No hace falta decir que las consecuencias de un modelo como el aquí descrito serán globales y muy profundas. Me refiero a hechos como la desaparición de la energía nuclear (a los precios actuales ya somos capaces de producir energía renovable constante a lo largo del año por menos de la mitad de precio que las nucleares en construcción), la posibilidad de que los más de mil millones de personas que actualmente no tienen acceso a la electricidad cambien radicalmente su vida, la pérdida de sentido de la geoestrategia actual y sus guerras, centradas en el control de los recursos energéticos, el control de las emisiones contaminantes y sus devastadoras consecuencias climáticas y sociales…

Pero lo más grave es que, en realidad, no nos hacen falta tantas baterías: tenemos una excelente red eléctrica, que llevamos pagando 120 años y que, unida a tecnologías renovables gestionables, como la hidráulica, la geotermia o la biomasa, nos permitiría reducir sustancialmente la capacidad de almacenamiento global si la utilizáramos para compartir electricidad. Eso sí, para ello hace falta regular la utilización de ésta como espacio común y esto, parece, es incompatible con que algunas empresas eléctricas sigan manteniendo sus beneficios.

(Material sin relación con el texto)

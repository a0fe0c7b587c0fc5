//! Categories

mod errors;
mod handlers;
mod models;

pub(crate) use handlers::*;
//! Add Cart Item Handler

use std::sync::Arc;

use salvo::{
    oapi::{ToSchema, extract::JsonBody},
    prelude::*,
};
use serde::{Deserialize, Serialize};
use uuid::Uuid;

use storefront_app::domain::carts::{data::NewCartItem, records::CartItemUuid};

use crate::{
    carts::{
        errors::into_status_error,
        models::{CartResponse, VariantBody},
    },
    envelope::Envelope,
    extensions::*,
    state::State,
};

fn default_quantity() -> u32 {
    1
}

/// Add Cart Item Request
#[derive(Debug, Serialize, Deserialize, ToSchema)]
#[serde(rename_all = "camelCase")]
pub(crate) struct AddCartItemRequest {
    pub product: Uuid,

    #[serde(default = "default_quantity")]
    pub quantity: u32,

    #[serde(default)]
    pub variant: VariantBody,
}

impl From<AddCartItemRequest> for NewCartItem {
    fn from(request: AddCartItemRequest) -> Self {
        NewCartItem {
            uuid: CartItemUuid::new(),
            product: request.product.into(),
            quantity: request.quantity,
            variant: request.variant.into(),
        }
    }
}

/// Add Cart Item Handler
///
/// Adds an active product at its current price. Adding a product and variant already in the
/// cart increases that line's quantity.
#[endpoint(
    tags("cart"),
    summary = "Add Item to Cart",
    security(("bearer_auth" = [])),
    responses(
        (status_code = StatusCode::OK, description = "Item added to cart"),
        (status_code = StatusCode::NOT_FOUND, description = "Product not found"),
        (status_code = StatusCode::BAD_REQUEST, description = "Bad Request"),
        (status_code = StatusCode::UNAUTHORIZED, description = "Not authorized"),
        (status_code = StatusCode::INTERNAL_SERVER_ERROR, description = "Internal Server Error"),
    ),
)]
#[tracing::instrument(
    name = "cart.items.create",
    skip(json, depot),
    fields(user_uuid = tracing::field::Empty, product_uuid = tracing::field::Empty),
    err
)]
pub(crate) async fn handler(
    json: JsonBody<AddCartItemRequest>,
    depot: &mut Depot,
) -> Result<Json<Envelope<CartResponse>>, StatusError> {
    let state = depot.obtain_or_500::<Arc<State>>()?;
    let user = depot.user_uuid_or_401()?;
    let request = json.into_inner();

    let span = tracing::Span::current();

    span.record("user_uuid", tracing::field::display(user));
    span.record("product_uuid", tracing::field::display(request.product));

    let cart = state
        .app
        .carts
        .add_item(user, request.into())
        .await
        .map_err(into_status_error)?;

    Ok(Json(Envelope::data(cart.into()).message("Item added to cart")))
}
//! Storefront prelude.
//!
//! Convenience exports for common library consumers.

pub use crate::{
    cart::{AddOutcome, Cart, CartError, UpdateOutcome},
    categories::{Placement, TreeNode, build_tree, slugify},
    coupons::{Coupon, CouponDiscount, CouponError, CouponKind},
    discounts::{DiscountError, percent_of_minor, percent_points_of_minor},
    items::{LineItem, Variant},
    orders::{OrderError, OrderPricing, OrderStatus, order_number},
    pricing::{CartTotals, PricingError, PricingPolicy, calculate_totals},
    products::{
        ProductError, ProductStatus, covers_quantity, discount_percentage, in_stock, is_low_stock,
    },
    ratings::{RatingError, RatingSummary, summarize, validate_rating},
};
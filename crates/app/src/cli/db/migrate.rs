use clap::Args;
use storefront_app::database;

#[derive(Debug, Args)]
pub(crate) struct MigrateArgs {
    /// PostgreSQL connection string
    #[arg(long, env = "DATABASE_URL", hide_env_values = true)]
    database_url: String,
}

pub(crate) async fn run(args: MigrateArgs) -> Result<(), String> {
    let pool = database::connect(&args.database_url)
        .await
        .map_err(|error| format!("failed to connect to database: {error}"))?;

    database::migrate(&pool)
        .await
        .map_err(|error| format!("failed to apply migrations: {error}"))?;

    println!("migrations applied");

    Ok(())
}
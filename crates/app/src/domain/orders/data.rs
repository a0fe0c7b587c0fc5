//! Order Data

use crate::domain::orders::records::OrderUuid;

/// New Order Data
///
/// Lines and pricing are taken from the user's cart when the order is placed.
#[derive(Debug, Clone, Default, PartialEq)]
pub struct NewOrder {
    pub uuid: OrderUuid,
    pub notes: Option<String>,
}
//! User Records

use jiff::Timestamp;

use crate::uuids::TypedUuid;

/// User UUID
pub type UserUuid = TypedUuid<UserRecord>;

/// User Record
#[derive(Debug, Clone)]
pub struct UserRecord {
    /// Unique user identifier.
    pub uuid: UserUuid,

    /// Display name.
    pub name: String,

    /// Email address.
    pub email: String,

    /// Contact phone number, if given.
    pub phone: Option<String>,

    /// Creation timestamp.
    pub created_at: Timestamp,

    /// Last update timestamp.
    pub updated_at: Timestamp,
}
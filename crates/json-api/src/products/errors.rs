//! Product Errors

use salvo::http::StatusError;
use tracing::error;

use storefront_app::domain::products::ProductsServiceError;

pub(crate) fn into_status_error(error: ProductsServiceError) -> StatusError {
    match error {
        ProductsServiceError::AlreadyExists => {
            StatusError::conflict().brief("Product already exists")
        }
        ProductsServiceError::NotFound => StatusError::not_found().brief("Product not found"),
        ProductsServiceError::InvalidReference => {
            StatusError::bad_request().brief("Category not found")
        }
        ProductsServiceError::MissingRequiredData | ProductsServiceError::InvalidData => {
            StatusError::bad_request().brief("Invalid product payload")
        }
        ProductsServiceError::Sql(source) => {
            error!("products storage error: {source}");

            StatusError::internal_server_error().brief("Internal server error")
        }
    }
}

En un país como España, con un envidiable recurso solar y tecnología para aprovecharlo, en el que nos gastamos lo mismo que ingresamos por turismo en comprar energía al extranjero, apoyar un cambio de modelo energético como el descrito debería ser una prioridad. No se trata de subvencionar, tan solo de facilitar que la gente, gradualmente, decida por sí misma cuál es la energía con la que quiere abastecerse. Esperemos que el próximo Gobierno lo comprenda y lo ponga en marcha. Hay millones de puestos de trabajo en juego.